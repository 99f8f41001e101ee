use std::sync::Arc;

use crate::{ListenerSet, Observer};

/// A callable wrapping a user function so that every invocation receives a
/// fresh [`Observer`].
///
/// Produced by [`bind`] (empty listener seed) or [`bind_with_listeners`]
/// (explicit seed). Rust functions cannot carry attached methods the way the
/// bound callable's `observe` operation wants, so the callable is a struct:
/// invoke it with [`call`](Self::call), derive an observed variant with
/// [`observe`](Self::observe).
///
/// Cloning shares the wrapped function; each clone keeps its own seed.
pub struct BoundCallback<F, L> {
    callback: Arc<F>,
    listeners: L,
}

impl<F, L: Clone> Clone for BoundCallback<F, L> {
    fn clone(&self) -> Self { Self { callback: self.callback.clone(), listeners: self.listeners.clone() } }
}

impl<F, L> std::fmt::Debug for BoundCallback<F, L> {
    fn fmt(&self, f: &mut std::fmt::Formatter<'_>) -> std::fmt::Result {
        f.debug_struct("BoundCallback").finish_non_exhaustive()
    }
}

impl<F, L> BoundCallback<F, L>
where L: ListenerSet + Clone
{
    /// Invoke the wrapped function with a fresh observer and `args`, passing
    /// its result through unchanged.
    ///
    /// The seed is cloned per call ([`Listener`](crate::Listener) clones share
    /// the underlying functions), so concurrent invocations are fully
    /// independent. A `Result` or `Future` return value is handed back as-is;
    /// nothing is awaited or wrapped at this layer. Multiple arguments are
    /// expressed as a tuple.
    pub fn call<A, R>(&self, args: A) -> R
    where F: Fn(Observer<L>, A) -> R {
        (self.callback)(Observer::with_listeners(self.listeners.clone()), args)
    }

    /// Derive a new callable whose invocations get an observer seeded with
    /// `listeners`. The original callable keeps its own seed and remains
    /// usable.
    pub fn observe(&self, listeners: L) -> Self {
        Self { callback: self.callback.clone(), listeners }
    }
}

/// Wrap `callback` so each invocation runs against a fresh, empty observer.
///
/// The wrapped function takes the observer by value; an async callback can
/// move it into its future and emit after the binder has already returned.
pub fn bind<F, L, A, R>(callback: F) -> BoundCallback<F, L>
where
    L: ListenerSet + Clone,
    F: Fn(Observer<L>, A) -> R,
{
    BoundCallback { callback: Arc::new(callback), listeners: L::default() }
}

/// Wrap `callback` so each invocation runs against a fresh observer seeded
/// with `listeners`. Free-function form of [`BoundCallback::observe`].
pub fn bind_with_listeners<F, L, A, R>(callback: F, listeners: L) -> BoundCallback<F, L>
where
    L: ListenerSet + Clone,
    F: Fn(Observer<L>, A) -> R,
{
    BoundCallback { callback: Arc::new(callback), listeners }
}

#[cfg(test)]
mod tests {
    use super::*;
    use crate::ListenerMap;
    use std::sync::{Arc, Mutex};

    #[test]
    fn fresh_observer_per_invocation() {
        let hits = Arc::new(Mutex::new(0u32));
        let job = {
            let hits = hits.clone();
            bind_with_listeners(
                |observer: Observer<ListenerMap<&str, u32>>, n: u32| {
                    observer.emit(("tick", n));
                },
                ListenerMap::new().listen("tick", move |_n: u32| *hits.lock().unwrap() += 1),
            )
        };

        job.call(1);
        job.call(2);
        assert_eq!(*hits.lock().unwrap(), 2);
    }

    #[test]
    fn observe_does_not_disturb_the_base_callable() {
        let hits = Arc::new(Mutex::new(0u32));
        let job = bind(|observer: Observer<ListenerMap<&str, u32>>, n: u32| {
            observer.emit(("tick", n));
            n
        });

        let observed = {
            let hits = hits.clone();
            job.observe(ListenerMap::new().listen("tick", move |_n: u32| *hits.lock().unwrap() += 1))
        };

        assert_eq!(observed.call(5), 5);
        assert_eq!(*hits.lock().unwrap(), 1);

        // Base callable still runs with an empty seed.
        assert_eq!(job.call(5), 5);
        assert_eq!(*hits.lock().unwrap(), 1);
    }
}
━━━
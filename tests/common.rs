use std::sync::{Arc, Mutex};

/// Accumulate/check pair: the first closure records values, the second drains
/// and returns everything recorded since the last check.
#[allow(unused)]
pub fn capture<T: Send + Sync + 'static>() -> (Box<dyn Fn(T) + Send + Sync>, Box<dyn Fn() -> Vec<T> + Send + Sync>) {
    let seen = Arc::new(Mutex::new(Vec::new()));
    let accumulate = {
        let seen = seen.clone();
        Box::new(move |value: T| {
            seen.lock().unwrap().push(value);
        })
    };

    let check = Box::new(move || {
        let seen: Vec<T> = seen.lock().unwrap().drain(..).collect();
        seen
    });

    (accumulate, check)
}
━━━
• **PROBLEM TO WORK ON**
Where a line above contains the word "each", show that line.

• **RESPONSE TO THIS EXERCISE**
/// Cloning shares the wrapped function; each clone keeps its own seed.
/// Wrap `callback` so each invocation runs against a fresh, empty observer.
/// Wrap `callback` so each invocation runs against a fresh observer seeded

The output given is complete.